DATA EXTRACT below:

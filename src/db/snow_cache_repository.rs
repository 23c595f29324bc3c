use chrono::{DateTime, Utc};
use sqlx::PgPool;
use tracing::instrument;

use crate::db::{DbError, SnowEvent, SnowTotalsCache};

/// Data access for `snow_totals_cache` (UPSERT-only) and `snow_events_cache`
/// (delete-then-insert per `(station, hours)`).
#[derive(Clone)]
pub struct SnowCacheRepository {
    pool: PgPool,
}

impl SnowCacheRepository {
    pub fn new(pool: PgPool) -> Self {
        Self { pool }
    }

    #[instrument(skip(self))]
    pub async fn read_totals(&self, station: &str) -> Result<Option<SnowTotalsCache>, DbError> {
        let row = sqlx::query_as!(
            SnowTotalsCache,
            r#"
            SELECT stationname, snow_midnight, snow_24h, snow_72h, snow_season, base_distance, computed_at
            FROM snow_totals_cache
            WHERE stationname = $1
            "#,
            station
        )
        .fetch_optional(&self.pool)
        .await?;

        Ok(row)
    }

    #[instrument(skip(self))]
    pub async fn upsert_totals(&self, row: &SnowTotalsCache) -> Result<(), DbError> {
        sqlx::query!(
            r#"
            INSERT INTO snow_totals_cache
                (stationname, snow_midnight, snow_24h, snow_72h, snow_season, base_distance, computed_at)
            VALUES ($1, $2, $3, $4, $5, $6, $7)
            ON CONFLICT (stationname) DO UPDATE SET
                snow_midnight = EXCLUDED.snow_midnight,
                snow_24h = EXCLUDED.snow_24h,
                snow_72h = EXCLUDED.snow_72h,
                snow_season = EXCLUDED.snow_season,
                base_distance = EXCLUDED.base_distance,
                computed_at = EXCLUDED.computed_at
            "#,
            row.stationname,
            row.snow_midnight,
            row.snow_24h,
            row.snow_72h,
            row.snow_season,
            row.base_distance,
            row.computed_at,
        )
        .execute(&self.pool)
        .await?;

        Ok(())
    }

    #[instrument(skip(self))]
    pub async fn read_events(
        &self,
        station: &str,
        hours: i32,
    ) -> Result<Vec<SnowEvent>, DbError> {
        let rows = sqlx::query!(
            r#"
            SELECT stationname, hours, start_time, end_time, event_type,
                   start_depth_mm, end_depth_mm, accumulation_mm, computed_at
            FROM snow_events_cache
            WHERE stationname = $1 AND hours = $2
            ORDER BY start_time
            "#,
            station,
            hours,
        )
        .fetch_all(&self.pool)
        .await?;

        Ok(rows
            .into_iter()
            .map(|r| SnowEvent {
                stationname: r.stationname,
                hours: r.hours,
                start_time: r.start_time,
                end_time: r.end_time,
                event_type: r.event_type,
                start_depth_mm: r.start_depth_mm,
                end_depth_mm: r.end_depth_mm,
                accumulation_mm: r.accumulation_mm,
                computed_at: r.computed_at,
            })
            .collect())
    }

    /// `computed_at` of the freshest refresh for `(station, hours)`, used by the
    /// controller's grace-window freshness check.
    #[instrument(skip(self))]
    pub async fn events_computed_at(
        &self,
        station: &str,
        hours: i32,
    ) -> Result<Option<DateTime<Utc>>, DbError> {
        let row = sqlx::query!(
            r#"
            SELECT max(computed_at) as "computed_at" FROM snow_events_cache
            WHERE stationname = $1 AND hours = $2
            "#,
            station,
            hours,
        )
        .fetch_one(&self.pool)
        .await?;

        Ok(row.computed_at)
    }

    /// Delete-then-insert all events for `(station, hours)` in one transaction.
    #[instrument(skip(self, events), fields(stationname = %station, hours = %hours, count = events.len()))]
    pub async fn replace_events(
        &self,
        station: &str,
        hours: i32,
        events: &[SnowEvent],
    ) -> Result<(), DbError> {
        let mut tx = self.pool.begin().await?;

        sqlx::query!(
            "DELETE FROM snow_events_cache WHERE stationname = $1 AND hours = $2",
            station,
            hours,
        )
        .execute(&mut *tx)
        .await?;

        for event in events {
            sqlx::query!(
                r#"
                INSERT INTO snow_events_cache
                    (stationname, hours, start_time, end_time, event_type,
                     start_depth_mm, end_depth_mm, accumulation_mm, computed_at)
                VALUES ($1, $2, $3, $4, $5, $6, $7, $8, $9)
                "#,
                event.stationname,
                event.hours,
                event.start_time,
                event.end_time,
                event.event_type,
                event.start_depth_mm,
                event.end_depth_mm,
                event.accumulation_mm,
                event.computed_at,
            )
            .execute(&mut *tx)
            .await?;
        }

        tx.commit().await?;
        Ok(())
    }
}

End of DATA EXTRACT.

▶ _TASK DIRECTIONS_:
Please go line by line through the records above, copying each one that holds the string "then".

▶ _REPLY_:
/// (delete-then-insert per `(station, hours)`).
    /// Delete-then-insert all events for `(station, hours)` in one transaction.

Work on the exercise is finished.